NN $\rightarrow$ 1-NN\\
We can generalise NN in K-NN with $k = 1,3,5,7$ so odd $K$ \\
$\hknn(x)$ = label corresponding to the majority of labels of the k closet point to
x in the training set.\\\\
How big could $K$ be if i have $n$ point?\\
I look at the $k$ closest point\\
When $k = m$?\\
The majority, will be a constant classifier
$\hknn$ is constant and corresponds to the majority of training labels\\
Training error is always 0 for $\hnn$, while for $\hknn$ will be typically $>0$, with $k >
1$\\
Image: one dimensional classifier and training set is repeated.
Is the plot of 1-NN classifier.\\
Positive and negative.
$K = 1$ error is 0.\\
In the second line we switch to $k =3$. Second point doesn’t switch and third will
be classify to positive and we have training mistake.\\
Switches corresponds to border of voronoi partition.

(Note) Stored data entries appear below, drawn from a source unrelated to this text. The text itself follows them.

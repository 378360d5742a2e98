//! Trial loop: repeated timed runs per candidate, minimum-of-trials raw cost.
//!
//! Trials are strictly serial — exactly one candidate's `run` executes at a
//! time, and resolution happens strictly after every trial in the batch has
//! completed, never interleaved with timing.

use std::time::Duration;

use crate::candidate::{Candidate, CandidateSpec};
use crate::timer::Timer;

#[derive(Clone, Debug)]
pub struct HarnessConfig {
    /// Logical repetitions of the operation per timed trial.
    pub num_ops: u64,
    /// Independent trials per candidate; the minimum observed duration wins.
    pub repetitions: u32,
    /// Seed for candidates that build randomized fixture data.
    pub seed: u64,
}

impl Default for HarnessConfig {
    fn default() -> Self {
        Self {
            num_ops: 100_000,
            repetitions: 10,
            seed: 0,
        }
    }
}

/// Measurement record for one candidate, phase by phase: the raw trial
/// durations, the per-op raw cost (`min(raw_times) / num_ops`, seconds), and
/// the resolved cost once overhead subtraction has run. Keeping the phases in
/// separate fields is deliberate; a single mutable cost field that changes
/// meaning across the pipeline invites order-of-operations bugs.
#[derive(Clone, Debug)]
pub struct Measurement {
    pub spec: CandidateSpec,
    pub num_ops: u64,
    pub raw_times: Vec<Duration>,
    /// Seconds per operation before overhead subtraction.
    pub raw_per_op: f64,
    /// Seconds per operation after overhead subtraction; `None` until the
    /// batch has resolved.
    pub resolved_per_op: Option<f64>,
}

impl Measurement {
    /// Isolated cost once resolved, raw cost until then. Reporting always
    /// happens after a successful resolution pass.
    pub fn final_per_op(&self) -> f64 {
        self.resolved_per_op.unwrap_or(self.raw_per_op)
    }
}

/// Per-operation raw cost: minimum trial duration over `num_ops`. The minimum
/// suppresses scheduling interference; a mean would average it in.
pub fn raw_per_op(raw_times: &[Duration], num_ops: u64) -> f64 {
    let min = raw_times.iter().min().copied().unwrap_or_default();
    min.as_secs_f64() / num_ops.max(1) as f64
}

/// One timed trial: prepare, time the run, clean up.
///
/// Cleanup is guaranteed on all exit paths. A panic escaping `run` is a
/// catalog programming error and propagates, but the fixture is still torn
/// down on the way out.
pub fn trial(timer: &Timer, candidate: &mut dyn Candidate, num_ops: u64) -> Duration {
    candidate.prepare();
    let mut armed = Cleanup { candidate };
    timer.time(|| armed.candidate.run(num_ops))
}

struct Cleanup<'a> {
    candidate: &'a mut dyn Candidate,
}

impl Drop for Cleanup<'_> {
    fn drop(&mut self) {
        self.candidate.cleanup();
    }
}

/// Run every candidate through `repetitions` trials and collect raw
/// measurements. Each repetition sweeps the whole batch before the next
/// begins, so short-lived system noise lands on one trial of many candidates
/// rather than on every trial of one.
pub fn run_trials(
    cfg: &HarnessConfig,
    timer: &Timer,
    candidates: &mut [Box<dyn Candidate>],
) -> Vec<Measurement> {
    let mut raw: Vec<Vec<Duration>> = candidates
        .iter()
        .map(|_| Vec::with_capacity(cfg.repetitions as usize))
        .collect();

    for _ in 0..cfg.repetitions {
        for (times, candidate) in raw.iter_mut().zip(candidates.iter_mut()) {
            times.push(trial(timer, candidate.as_mut(), cfg.num_ops));
        }
    }

    candidates
        .iter()
        .zip(raw)
        .map(|(candidate, raw_times)| Measurement {
            spec: candidate.spec().clone(),
            num_ops: cfg.num_ops,
            raw_per_op: raw_per_op(&raw_times, cfg.num_ops),
            raw_times,
            resolved_per_op: None,
        })
        .collect()
}
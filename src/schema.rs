use serde::{Deserialize, Serialize};

use crate::harness::Measurement;

#[derive(Debug, Clone, Serialize, Deserialize)]
pub struct RunMeta {
    pub schema_version: u32,
    pub bench_version: String,
    pub unit: String,
    pub num_ops: u64,
    pub repetitions: u32,
    pub seed: u64,
    /// Clock in effect and its measured resolution. Nanosecond-scale numbers
    /// from a coarse clock are meaningless; consumers can check here.
    pub clock_source: String,
    pub clock_resolution_ns: u128,
    pub timestamp_utc: String,
    pub git_sha: Option<String>,
}

#[derive(Debug, Clone, Serialize, Deserialize)]
pub struct ResolvedCost {
    pub name: String,
    pub categories: Vec<String>,
    pub tags: Vec<String>,
    pub raw_per_op_ns: f64,
    pub resolved_per_op_ns: f64,
}

#[derive(Debug, Clone, Serialize, Deserialize)]
pub struct OpcostReport {
    pub run: RunMeta,
    pub results: Vec<ResolvedCost>,
}

impl OpcostReport {
    /// Build the machine-readable report from a resolved batch. Unnamed
    /// candidates are overhead sources and are omitted, as in the text
    /// report.
    pub fn from_measurements(run: RunMeta, measurements: &[Measurement]) -> Self {
        let results = measurements
            .iter()
            .filter_map(|m| {
                let name = m.spec.name.clone()?;
                Some(ResolvedCost {
                    name,
                    categories: m.spec.categories.clone(),
                    tags: m.spec.tags.clone(),
                    raw_per_op_ns: m.raw_per_op * 1e9,
                    resolved_per_op_ns: m.final_per_op() * 1e9,
                })
            })
            .collect();
        Self { run, results }
    }
}
//! Clock selection for timed trials.
//!
//! The monotonic source (`std::time::Instant`) is preferred; the wall-clock
//! source exists as an explicit degraded mode. Whichever source is in effect,
//! its measured resolution is carried on the `Timer` so callers can surface
//! it — sub-microsecond readings are meaningless on a coarse clock, and that
//! must never be silent.

use std::hint::black_box;
use std::time::{Duration, Instant, SystemTime};

use clap::ValueEnum;

#[derive(Clone, Copy, Debug, Default, PartialEq, Eq, ValueEnum)]
pub enum ClockSource {
    /// `Instant`: monotonic, highest resolution the platform offers.
    #[default]
    Monotonic,
    /// `SystemTime`: subject to adjustment; readings that go backwards
    /// clamp to zero.
    Wall,
}

impl ClockSource {
    pub fn as_str(&self) -> &'static str {
        match self {
            ClockSource::Monotonic => "monotonic",
            ClockSource::Wall => "wall",
        }
    }
}

#[derive(Clone, Copy, Debug)]
pub struct Timer {
    source: ClockSource,
    resolution: Duration,
}

impl Timer {
    pub fn new() -> Self {
        Self::with_source(ClockSource::Monotonic)
    }

    pub fn with_source(source: ClockSource) -> Self {
        Self {
            source,
            resolution: probe_resolution(source),
        }
    }

    pub fn source(&self) -> ClockSource {
        self.source
    }

    /// Smallest non-zero delta observed between back-to-back readings.
    pub fn resolution(&self) -> Duration {
        self.resolution
    }

    /// Read clock, invoke `f`, read clock; return the elapsed duration.
    pub fn time<T>(&self, f: impl FnOnce() -> T) -> Duration {
        match self.source {
            ClockSource::Monotonic => {
                let t0 = Instant::now();
                black_box(f());
                t0.elapsed()
            }
            ClockSource::Wall => {
                let t0 = SystemTime::now();
                black_box(f());
                SystemTime::now()
                    .duration_since(t0)
                    .unwrap_or(Duration::ZERO)
            }
        }
    }
}

impl Default for Timer {
    fn default() -> Self {
        Self::new()
    }
}

fn probe_resolution(source: ClockSource) -> Duration {
    // Upper bound in case the clock never visibly advances within the spin
    // budget (a frozen wall clock, say).
    let mut best = Duration::from_millis(1);
    for _ in 0..64 {
        let sample = match source {
            ClockSource::Monotonic => {
                let t0 = Instant::now();
                let mut delta = t0.elapsed();
                let mut spins = 0u32;
                while delta.is_zero() && spins < 1_000_000 {
                    delta = t0.elapsed();
                    spins += 1;
                }
                delta
            }
            ClockSource::Wall => {
                let t0 = SystemTime::now();
                let mut delta = Duration::ZERO;
                let mut spins = 0u32;
                while delta.is_zero() && spins < 1_000_000 {
                    delta = SystemTime::now().duration_since(t0).unwrap_or(Duration::ZERO);
                    spins += 1;
                }
                delta
            }
        };
        if !sample.is_zero() {
            best = best.min(sample);
        }
    }
    best
}
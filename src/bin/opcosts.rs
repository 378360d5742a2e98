use clap::{Parser, Subcommand};
use opcosts::benches;
use opcosts::harness::{self, HarnessConfig};
use opcosts::report;
use opcosts::resolve;
use opcosts::schema::{OpcostReport, RunMeta};
use opcosts::timer::{ClockSource, Timer};
use opcosts::Unit;
use std::fs;
use std::io;
use std::path::PathBuf;

#[derive(Subcommand, Debug)]
enum Command {
    /// Measure the catalog and print the overhead-calibrated report.
    Run {
        /// Restrict measurement to these report categories. Overhead
        /// sources the selection depends on are kept automatically.
        #[arg(long, value_name = "TAG", action = clap::ArgAction::Append)]
        category: Vec<String>,
    },

    /// List catalog candidates without measuring anything.
    List,
}

#[derive(Parser, Debug)]
#[command(name = "opcosts")]
#[command(about = "Micro-benchmark runner: isolated per-operation costs via overhead calibration")]
struct Args {
    /// Time unit for reported magnitudes.
    #[arg(long, value_enum, default_value_t = Unit::Ns, global = true)]
    unit: Unit,

    /// Logical operations per timed trial.
    #[arg(long, default_value_t = 100_000, global = true)]
    num_ops: u64,

    /// Independent trials per candidate; the minimum duration wins.
    #[arg(long, default_value_t = 10, global = true)]
    repetitions: u32,

    /// Seed for candidates with randomized fixture data.
    #[arg(long, default_value_t = 0, global = true)]
    seed: u64,

    /// Clock to time trials with. The wall clock is a degraded mode for
    /// platforms where the monotonic clock misbehaves; its coarser measured
    /// resolution is reported alongside the results.
    #[arg(long, value_enum, default_value_t = ClockSource::Monotonic, global = true)]
    clock: ClockSource,

    /// Where to write the JSON report in addition to the text table.
    #[arg(long, global = true)]
    out: Option<PathBuf>,

    #[command(subcommand)]
    cmd: Command,
}

fn now_utc() -> String {
    // Avoid a chrono dependency; this is "good enough" for reports.
    use std::time::{SystemTime, UNIX_EPOCH};
    let secs = SystemTime::now()
        .duration_since(UNIX_EPOCH)
        .unwrap_or_default()
        .as_secs();
    format!("unix:{secs}")
}

fn git_sha_short() -> Option<String> {
    // Best-effort: read from environment set by CI/build scripts.
    std::env::var("GIT_SHA")
        .ok()
        .or_else(|| std::env::var("GITHUB_SHA").ok())
        .map(|s| s.chars().take(12).collect())
}

fn main() -> io::Result<()> {
    let args = Args::parse();

    let category = match args.cmd {
        Command::List => {
            for candidate in benches::registry(args.seed, args.num_ops) {
                let spec = candidate.spec();
                println!(
                    "{:<55} categories={:?} tags={:?}",
                    spec.label(),
                    spec.categories,
                    spec.tags
                );
            }
            return Ok(());
        }
        Command::Run { category } => category,
    };

    let timer = Timer::with_source(args.clock);
    eprintln!(
        "clock: {} (resolution ~{} ns); num_ops={}, repetitions={}",
        timer.source().as_str(),
        timer.resolution().as_nanos(),
        args.num_ops,
        args.repetitions
    );

    let cfg = HarnessConfig {
        num_ops: args.num_ops,
        repetitions: args.repetitions,
        seed: args.seed,
    };
    let mut candidates = benches::select(benches::registry(cfg.seed, cfg.num_ops), &category);
    let mut measurements = harness::run_trials(&cfg, &timer, &mut candidates);
    resolve::resolve(&mut measurements).map_err(io::Error::other)?;

    let table = report::render(&measurements, args.unit, &benches::default_categories());
    print!("{table}");

    if let Some(out) = args.out {
        let run = RunMeta {
            schema_version: 1,
            bench_version: env!("CARGO_PKG_VERSION").to_string(),
            unit: args.unit.as_str().to_string(),
            num_ops: cfg.num_ops,
            repetitions: cfg.repetitions,
            seed: cfg.seed,
            clock_source: timer.source().as_str().to_string(),
            clock_resolution_ns: timer.resolution().as_nanos(),
            timestamp_utc: now_utc(),
            git_sha: git_sha_short(),
        };
        let json = serde_json::to_string_pretty(&OpcostReport::from_measurements(
            run,
            &measurements,
        ))
        .map_err(io::Error::other)?;
        fs::write(out, json)?;
    }

    Ok(())
}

$$\knn \qquad \textit{For multiclass classification}$$
$$
(|Y| > 2 ) \qquad \textit{for regression } Y\equiv \barra{R}
$$
\\
Average of labels of $K$ neighbours $\rightarrow$ i will get a number with prediction.
\\
I can weight average by distance
\\
You can vary this algorithm as you want.\\\\
Let’s go back to Binary classification.\\
The $k$ parameter is the effect of making the structure of classifier more
complex and less complex for small value of $k$.\\\\
--.. DISEGNO ..--
\\
Fix training set and test set\\
Accury as oppose to the error
\\\\
Show a plot. Training error is 0 at $k = 0$.\\
As i go further training error is higher and test error goes down. At some point
after which training and set met and then after that training and test error goes
up (accuracy goes down).\\
If i run algorithm is going to be overfitting: training error and test error is high and also underfitting since testing and training are close and both high.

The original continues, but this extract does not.